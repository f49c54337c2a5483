use std::collections::HashMap;
use std::fs;
use std::path::Path;
use std::time::Duration;

use anyhow::{Context, Result};
use serde::{Deserialize, Serialize};
use serde_with::{serde_as, DurationSeconds};
use url::Url;

#[serde_as]
#[derive(Debug, Clone, Serialize, Deserialize)]
#[serde(default)]
pub struct ViewerConfig {
    /// Servlet path including host, prefixed to every generated URL.
    pub base_url: String,
    pub default_page_type: String,
    /// Consecutive reloads allowed before a record is reported as missing.
    pub max_reloads: u32,
    pub list_all_volumes_in_toc: bool,
    /// Anchor TOC pagination, 0 disables it.
    pub toc_elements_per_page: u32,
    #[serde_as(as = "DurationSeconds<u64>")]
    pub lock_max_age: Duration,
    pub docstruct_navigation: DocstructNavigation,
}

/// Docstruct types offered for previous/next element navigation.
#[derive(Debug, Clone, Default, Serialize, Deserialize)]
#[serde(default)]
pub struct DocstructNavigation {
    pub default: Vec<String>,
    /// Per top element docstruct type.
    pub types: HashMap<String, Vec<String>>,
}

impl Default for ViewerConfig {
    fn default() -> Self {
        Self {
            base_url: "http://localhost:8080/viewer".to_string(),
            default_page_type: "object".to_string(),
            max_reloads: 3,
            list_all_volumes_in_toc: true,
            toc_elements_per_page: 0,
            lock_max_age: Duration::from_secs(3600),
            docstruct_navigation: DocstructNavigation::default(),
        }
    }
}

impl ViewerConfig {
    pub fn load(path: &Path) -> Result<Self> {
        let raw = fs::read_to_string(path)
            .with_context(|| format!("failed to read config file {:?}", path))?;
        Self::from_toml_str(&raw).with_context(|| format!("invalid config file {:?}", path))
    }

    pub fn from_toml_str(raw: &str) -> Result<Self> {
        let config: ViewerConfig = toml::from_str(raw)?;
        config.validate()?;
        Ok(config)
    }

    fn validate(&self) -> Result<()> {
        Url::parse(&self.base_url)
            .with_context(|| format!("base_url {:?} is not a valid URL", self.base_url))?;
        Ok(())
    }

    /// Base URL without a trailing slash.
    pub fn base_url(&self) -> &str {
        self.base_url.trim_end_matches('/')
    }

    /// Navigable docstruct types for records whose top element has type
    /// `top_docstruct_type`, falling back to the default list.
    pub fn docstruct_navigation_types(&self, top_docstruct_type: &str) -> &[String] {
        self.docstruct_navigation
            .types
            .get(top_docstruct_type)
            .filter(|types| !types.is_empty())
            .unwrap_or(&self.docstruct_navigation.default)
    }
}

#[cfg(test)]
mod tests {
    use super::*;
    use tempfile::tempdir;

    #[test]
    fn empty_config_uses_defaults() {
        let config = ViewerConfig::from_toml_str("").unwrap();
        assert_eq!(config.max_reloads, 3);
        assert_eq!(config.default_page_type, "object");
        assert_eq!(config.lock_max_age, Duration::from_secs(3600));
        assert!(config.docstruct_navigation_types("monograph").is_empty());
    }

    #[test]
    fn loads_navigation_types_from_file() {
        let dir = tempdir().unwrap();
        let path = dir.path().join("config.toml");
        std::fs::write(
            &path,
            r#"
base_url = "https://viewer.example.org/viewer/"
lock_max_age = 60

[docstruct_navigation]
default = ["chapter"]

[docstruct_navigation.types]
periodical_volume = ["issue", "article"]
"#,
        )
        .unwrap();

        let config = ViewerConfig::load(&path).unwrap();
        assert_eq!(config.base_url(), "https://viewer.example.org/viewer");
        assert_eq!(config.lock_max_age, Duration::from_secs(60));
        assert_eq!(config.docstruct_navigation_types("monograph"), ["chapter"]);
        assert_eq!(
            config.docstruct_navigation_types("periodical_volume"),
            ["issue", "article"]
        );
    }

    #[test]
    fn rejects_invalid_base_url() {
        let err = ViewerConfig::from_toml_str(r#"base_url = "not a url""#).unwrap_err();
        assert!(format!("{err:#}").contains("base_url"));
    }
}
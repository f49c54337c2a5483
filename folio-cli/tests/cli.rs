use std::fs;
use std::path::Path;

use assert_cmd::Command;
use tempfile::TempDir;

const CATALOG: &str = r#"{
    "elements": [
        {"id": 500, "record_identifier": "PPN123", "logid": "LOG_0000", "docstruct_type": "monograph"},
        {"id": 501, "record_identifier": "PPN123", "logid": "LOG_0001", "docstruct_type": "chapter", "parent": 500, "first_page": 3},
        {"id": 502, "record_identifier": "PPN123", "logid": "LOG_0002", "docstruct_type": "chapter", "parent": 500, "first_page": 7},
        {"id": 700, "record_identifier": "PPN_DELETED", "docstruct_type": "monograph", "deleted": true},
        {"id": 900, "record_identifier": "PPN_MOVED", "docstruct_type": "monograph", "access_conditions": ["moving"]}
    ],
    "pages": {
        "PPN123": [
            {"order": 1}, {"order": 2}, {"order": 3, "owner": 501}, {"order": 4, "owner": 501},
            {"order": 5, "owner": 501}, {"order": 6, "owner": 501}, {"order": 7, "owner": 502},
            {"order": 8, "owner": 502}
        ]
    },
    "licenses": [
        {"name": "moving", "open": true, "redirect_url": "https://example.org/moved"}
    ]
}"#;

const CONFIG: &str = r#"
base_url = "https://viewer.example.org/viewer"

[docstruct_navigation]
default = ["chapter"]
"#;

struct Workspace {
    dir: TempDir,
}

impl Workspace {
    fn new() -> Self {
        let dir = TempDir::new().unwrap();
        fs::write(dir.path().join("catalog.json"), CATALOG).unwrap();
        fs::write(dir.path().join("config.toml"), CONFIG).unwrap();
        Self { dir }
    }

    fn path(&self) -> &Path {
        self.dir.path()
    }

    fn folio(&self) -> Command {
        let mut cmd = Command::cargo_bin("folio").unwrap();
        cmd.env("HOME", self.path())
            .env("XDG_DATA_HOME", self.path().join("data"))
            .env("XDG_CONFIG_HOME", self.path().join("config"))
            .env("RUST_LOG", "warn")
            .arg("--config")
            .arg(self.path().join("config.toml"));
        cmd
    }

    fn open(&self, identifier: &str, extra: &[&str]) -> assert_cmd::assert::Assert {
        self.folio()
            .arg("open")
            .arg(self.path().join("catalog.json"))
            .arg(identifier)
            .args(extra)
            .assert()
    }
}

fn json(output: &[u8]) -> serde_json::Value {
    serde_json::from_slice(output).unwrap()
}

#[test]
fn opens_record_on_requested_spread() {
    let workspace = Workspace::new();
    let assert = workspace.open("PPN123", &["--page", "4-5"]).success();
    let report = json(&assert.get_output().stdout);

    assert_eq!(report["state"]["record_identifier"], "PPN123");
    assert_eq!(report["state"]["page_spec"], "4-5");
    assert_eq!(report["state"]["double_page_mode"], true);
    assert_eq!(report["state"]["current_element_id"], 501);
    assert_eq!(
        report["urls"]["next"],
        "https://viewer.example.org/viewer/object/PPN123/6-7/"
    );
    assert_eq!(
        report["urls"]["next_docstruct"],
        "https://viewer.example.org/viewer/object/PPN123/7/LOG_0002/"
    );
}

#[test]
fn logid_selects_structure_element() {
    let workspace = Workspace::new();
    let assert = workspace
        .open("PPN123", &["--logid", "LOG_0002", "--view", "image"])
        .success();
    let report = json(&assert.get_output().stdout);

    assert_eq!(report["state"]["current_element_id"], 502);
    assert_eq!(report["state"]["current_logid"], "LOG_0002");
    assert_eq!(
        report["urls"]["previous_docstruct"],
        "https://viewer.example.org/viewer/image/PPN123/3/LOG_0001/"
    );
}

#[test]
fn double_page_switch_adapts_page_request() {
    let workspace = Workspace::new();
    let assert = workspace
        .open("PPN123", &["--page", "4", "--double-page", "true"])
        .success();
    let report = json(&assert.get_output().stdout);
    assert_eq!(report["state"]["double_page_mode"], true);
    assert_eq!(report["state"]["page_spec"], "4-5");
}

#[test]
fn redirect_is_reported() {
    let workspace = Workspace::new();
    let assert = workspace.open("PPN_MOVED", &[]).success();
    let report = json(&assert.get_output().stdout);
    assert_eq!(report["redirect"], "https://example.org/moved");
}

#[test]
fn missing_and_deleted_records_fail() {
    let workspace = Workspace::new();
    let assert = workspace.open("PPN999", &[]).failure();
    let stderr = String::from_utf8_lossy(&assert.get_output().stderr).into_owned();
    assert!(stderr.contains("record not found: PPN999"), "{stderr}");

    let assert = workspace.open("PPN_DELETED", &[]).failure();
    let stderr = String::from_utf8_lossy(&assert.get_output().stderr).into_owned();
    assert!(stderr.contains("record deleted: PPN_DELETED"), "{stderr}");
}

#[test]
fn invalid_page_is_rejected() {
    let workspace = Workspace::new();
    let assert = workspace.open("PPN123", &["--page", "five"]).failure();
    let stderr = String::from_utf8_lossy(&assert.get_output().stderr).into_owned();
    assert!(stderr.contains("invalid input"), "{stderr}");
}

#[test]
fn reversed_range_is_normalized() {
    let workspace = Workspace::new();
    let assert = workspace.open("PPN123", &["--page", "5-4"]).success();
    let report = json(&assert.get_output().stdout);
    assert_eq!(report["state"]["page_spec"], "4-5");
    assert_eq!(report["state"]["double_page_mode"], true);

    let assert = workspace.open("PPN123", &["--page", "4 - 5"]).failure();
    let stderr = String::from_utf8_lossy(&assert.get_output().stderr).into_owned();
    assert!(stderr.contains("invalid input"), "{stderr}");
}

-=-=-

→ WHAT TO WORK ON: Across the material, how many lines contain the word "example"? Only the number is wanted.

→ WRITTEN ANSWER: 8